Saved entries:
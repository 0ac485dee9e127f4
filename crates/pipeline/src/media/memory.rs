//! Media kept in process memory.

use std::collections::HashMap;
use std::sync::{Arc, Mutex, MutexGuard};

use async_trait::async_trait;
use photochanger_core::clock::Clock;
use photochanger_core::types::{JobId, Timestamp};
use photochanger_db::models::media_object::MediaObject;
use photochanger_db::models::status::MediaScope;
use uuid::Uuid;

use super::{new_object, new_template, validate_path, MediaIndex, MediaStore, MemoryMediaIndex};
use crate::error::MediaError;

pub struct MemoryMediaStore {
    files: Mutex<HashMap<String, Vec<u8>>>,
    index: MemoryMediaIndex,
    clock: Arc<dyn Clock>,
}

impl MemoryMediaStore {
    pub fn new(clock: Arc<dyn Clock>) -> Self {
        Self {
            files: Mutex::new(HashMap::new()),
            index: MemoryMediaIndex::new(),
            clock,
        }
    }

    pub fn contains(&self, path: &str) -> bool {
        self.lock().contains_key(path)
    }

    /// Index entry of a stored object.
    pub fn object(&self, path: &str) -> Option<MediaObject> {
        self.index.get(path)
    }

    pub fn len(&self) -> usize {
        self.lock().len()
    }

    pub fn is_empty(&self) -> bool {
        self.lock().is_empty()
    }

    fn lock(&self) -> MutexGuard<'_, HashMap<String, Vec<u8>>> {
        self.files.lock().unwrap_or_else(|poisoned| poisoned.into_inner())
    }

    async fn put_job_media(
        &self,
        job_id: JobId,
        scope: MediaScope,
        bytes: &[u8],
        mime: &str,
        expires_at: Timestamp,
    ) -> Result<MediaObject, MediaError> {
        let object = new_object(job_id, scope, mime, bytes.len(), expires_at, self.clock.now());
        self.put(object, bytes).await
    }

    async fn put(&self, object: MediaObject, bytes: &[u8]) -> Result<MediaObject, MediaError> {
        self.lock().insert(object.path.clone(), bytes.to_vec());
        self.index.insert(&object).await?;
        Ok(object)
    }
}

#[async_trait]
impl MediaStore for MemoryMediaStore {
    async fn store_payload(
        &self,
        job_id: JobId,
        bytes: &[u8],
        mime: &str,
        expires_at: Timestamp,
    ) -> Result<MediaObject, MediaError> {
        self.put_job_media(job_id, MediaScope::TempPayload, bytes, mime, expires_at)
            .await
    }

    async fn store_result(
        &self,
        job_id: JobId,
        bytes: &[u8],
        mime: &str,
        expires_at: Timestamp,
    ) -> Result<MediaObject, MediaError> {
        self.put_job_media(job_id, MediaScope::Result, bytes, mime, expires_at)
            .await
    }

    async fn store_template(
        &self,
        slot_id: &str,
        kind: Option<&str>,
        bytes: &[u8],
        mime: &str,
    ) -> Result<MediaObject, MediaError> {
        let object = new_template(slot_id, kind, mime, bytes.len(), self.clock.now())?;
        self.put(object, bytes).await
    }

    async fn read(&self, path: &str) -> Result<Vec<u8>, MediaError> {
        validate_path(path)?;
        self.lock()
            .get(path)
            .cloned()
            .ok_or_else(|| MediaError::NotFound(path.to_string()))
    }

    async fn find(&self, id: Uuid) -> Result<Option<MediaObject>, MediaError> {
        self.index.by_id(id).await
    }

    async fn find_template(&self, slot_id: &str, kind: &str) -> Result<Option<MediaObject>, MediaError> {
        self.index.template(slot_id, kind).await
    }

    async fn remove(&self, path: &str) -> Result<(), MediaError> {
        validate_path(path)?;
        self.lock().remove(path);
        self.index.remove(path).await?;
        Ok(())
    }

    async fn expired(&self, now: Timestamp) -> Result<Vec<MediaObject>, MediaError> {
        self.index.expired(now).await
    }
}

EXERCISE PROMPT -
Lines containing the word "MemoryMediaStore": copy every one of them from the records above.

SOLUTION FOR THIS TASK -
pub struct MemoryMediaStore {
impl MemoryMediaStore {
impl MediaStore for MemoryMediaStore {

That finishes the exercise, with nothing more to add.